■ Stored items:
<<<<
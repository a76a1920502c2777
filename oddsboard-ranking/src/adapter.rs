//! Candidate outcomes from either snapshot shape

use crate::label;
use crate::multiplier::multiplier;
use crate::outcome::CandidateOutcome;
use oddsboard_core::{OldFormatMarket, RawMarketRecord};

/// Label of the synthetic "No" side of a binary market
pub const NO_LABEL: &str = "No";

/// Flatten a market record into candidate outcomes
///
/// New-format outcomes map one to one. Old-format events yield one candidate
/// per sub-market, plus a "No" candidate when the event is a single Yes/No
/// market. Unrecognized records yield nothing.
pub fn adapt(market: &RawMarketRecord) -> Vec<CandidateOutcome> {
    match market {
        RawMarketRecord::New(market) => market
            .outcomes
            .iter()
            .map(|outcome| {
                CandidateOutcome::new(
                    label::outcome_name(&outcome.name),
                    outcome.probability,
                    multiplier(outcome.probability),
                    multiplier(1.0 - outcome.probability),
                )
            })
            .collect(),
        RawMarketRecord::Old(market) => adapt_old(market),
        RawMarketRecord::Unrecognized(_) => Vec::new(),
    }
}

fn adapt_old(market: &OldFormatMarket) -> Vec<CandidateOutcome> {
    let mut candidates = Vec::with_capacity(market.markets.len() + 1);

    // A broken price list only affects its own sub-market
    for sub_market in &market.markets {
        let (yes_price, no_price) = sub_market.parse_outcome_prices();
        candidates.push(CandidateOutcome::new(
            label::clean(&sub_market.question, &market.title),
            yes_price,
            multiplier(yes_price),
            multiplier(no_price),
        ));
    }

    if let [only] = market.markets.as_slice() {
        if only.has_yes_no_outcomes() {
            let (yes_price, no_price) = only.parse_outcome_prices();
            candidates.push(CandidateOutcome::new(
                NO_LABEL,
                no_price,
                multiplier(no_price),
                multiplier(yes_price),
            ));
        }
    }

    candidates
}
>>>>
■ WHAT IS BEING ASKED: Return all lines in the entries above that carry the word "probability".

■ WRITTEN ANSWER:
                    outcome.probability,
                    multiplier(outcome.probability),
                    multiplier(1.0 - outcome.probability),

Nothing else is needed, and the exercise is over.